La photopériode joue un rôle dans l’infertilité saisonnière, notamment dans le retard de puberté (Evans & O’Doherty, 2001 ; Knox, 2019). Les traitements photopériodiques semblent être un levier important pour pallier cette infertilité. En effet, un programme lumineux qui simule une photopériode décroissante ou des jours courts permet d’éviter le retard de puberté chez la femelle (Paterson & Pearce, 1990) et l’augmentation de l’intervalle sevrage-œstrus (Claus & Weiler, 1985), améliore les taux de fertilité des truies (Peltoniemi & Virolainen, 2006), augmente le nombre de spermatozoïdes et la libido des verrats et avance la sécrétion de testostérone lors de la puberté (Claus & Weiler, 1985 ; Andersson et al., 1998). Toutefois les traitements photopériodiques testés en élevage ne donnent pas des résultats concordants, probablement parce que l’impact des températures élevées et de l’alimentation est marqué chez les porcins (Quesnel et al., 2005). De plus, dans les élevages porcins en plein air, pour des raisons de coût, les bâtiments sont en nombre limité ou inadaptés aux programmes lumineux (cabanes de mise bas dans les champs). Les traitements lumineux appliqués aux petits ruminants en bâtiments ouverts qui utilisent des séquences de jours longs suivis d’un retour en photopériode naturelle (perçue comme des jours courts) pourraient être testés en élevage porcin. La mélatonine, hormone sécrétée par la glande pinéale, étant le principal régulateur des rythmes circadiens, l’utilisation de plantes contenant de la mélatonine pour mimer des jours courts mériterait d’être réfléchie (Dubbels et al., 1995 ; Meng et al., 2017).

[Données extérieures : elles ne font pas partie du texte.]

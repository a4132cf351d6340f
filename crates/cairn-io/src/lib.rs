// Copyright 2025 eraflo
//
// Licensed under the Apache License, Version 2.0 (the "License");
// you may not use this file except in compliance with the License.
// You may obtain a copy of the License at
//
//     http://www.apache.org/licenses/LICENSE-2.0
//
// Unless required by applicable law or agreed to in writing, software
// distributed under the License is distributed on an "AS IS" BASIS,
// WITHOUT WARRANTIES OR CONDITIONS OF ANY KIND, either express or implied.
// See the License for the specific language governing permissions and
// limitations under the License.

//! # Cairn IO
//!
//! Everything that reaches outside the process for payloads: the
//! [`AssetBackend`](cairn_core::AssetBackend) implementations, the decoders
//! that turn file bytes into assets, and the raw byte read that bypasses the
//! cache entirely.

#![warn(missing_docs)]

pub mod decoders;
mod filesystem;
mod memory;
mod raw;
mod registry;

pub use decoders::{AssetDecoder, BinaryDecoder, TextDecoder};
pub use filesystem::FileSystemBackend;
pub use memory::MemoryBackend;
pub use raw::{read_raw, read_raw_async};
pub use registry::DecoderRegistry;
// Copyright 2025 eraflo
//
// Licensed under the Apache License, Version 2.0 (the "License");
// you may not use this file except in compliance with the License.
// You may obtain a copy of the License at
//
//     http://www.apache.org/licenses/LICENSE-2.0
//
// Unless required by applicable law or agreed to in writing, software
// distributed under the License is distributed on an "AS IS" BASIS,
// WITHOUT WARRANTIES OR CONDITIONS OF ANY KIND, either express or implied.
// See the License for the specific language governing permissions and
// limitations under the License.

use super::AssetDecoder;
use anyhow::Context;
use cairn_core::asset::TextAsset;

/// Decodes UTF-8 text files.
#[derive(Debug, Clone, Copy, Default)]
pub struct TextDecoder;

impl TextDecoder {
    /// File extensions the text decoder is registered for by default.
    pub const EXTENSIONS: &'static [&'static str] = &["txt", "json", "xml", "csv", "ron", "bytes"];
}

impl AssetDecoder<TextAsset> for TextDecoder {
    fn decode(
        &self,
        bytes: &[u8],
    ) -> Result<TextAsset, Box<dyn std::error::Error + Send + Sync + 'static>> {
        let asset = TextAsset::from_utf8(bytes.to_vec()).context("Text asset is not valid UTF-8")?;
        Ok(asset)
    }
}

#[cfg(test)]
mod tests {
    use super::*;

    #[test]
    fn decodes_utf8() {
        let asset = TextDecoder.decode("héllo".as_bytes()).unwrap();
        assert_eq!(asset.text(), "héllo");
    }

    #[test]
    fn rejects_invalid_utf8() {
        let err = TextDecoder.decode(&[0xc3, 0x28]).unwrap_err();
        assert!(err.to_string().contains("UTF-8"));
    }
}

D’autres facteurs peuvent moduler l’effet de la saison : conduite d’élevage, interactions sociales entre mâles et femelles (la présence d’un verrat limite le problème de puberté retardée et la baisse de performances en été), interactions sociales entre femelles (le logement des truies en groupe limite l’allongement de l’intervalle sevrage-œstrus, les truies en œstrus stimulant les autres truies), densité (stress social lié à la défense du rang social et compétition à l’auge), nutrition (pallier la baisse de prise alimentaire), génétique (sélection de porcs tolérants à la diminution de la photopériode et aux fortes températures grâce à une corrélation génétique entre ces deux facteurs) (Quesnel et al., 2005 ; Peltoniemi & Virolainen, 2006 ; Sevillano et al., 2016 ; De Rensis et al., 2017).
d. « Flushing » alimentaire
Plusieurs articles scientifiques montrent que des modifications à court terme dans l’alimentation (« flushing ») ont un impact sur la reproduction.
Chez les cochettes prépubères, l’âge à la puberté est avancé par une supplémentation en protéines dans les semaines précédant la puberté (Evans & O’Doherty, 2001), par l’addition de glucose dans la ration de 162 jours jusqu’à la puberté (Li et al., 2016) ou par un régime enrichi en lipides de 104 jours jusqu’à la puberté (Zhuo et al., 2014).
Chez les cochettes cyclées, une augmentation de la ration ou de l’énergie dans la ration pendant la phase lutéale augmente le taux d’ovulation du cycle suivant et la taille de portée (Knox, 2019). Une augmentation de la ration pendant la phase folliculaire augmente la qualité des follicules préovulatoires et les concentrations plasmatiques de progestérone après l’ovulation (Chen et al., 2012).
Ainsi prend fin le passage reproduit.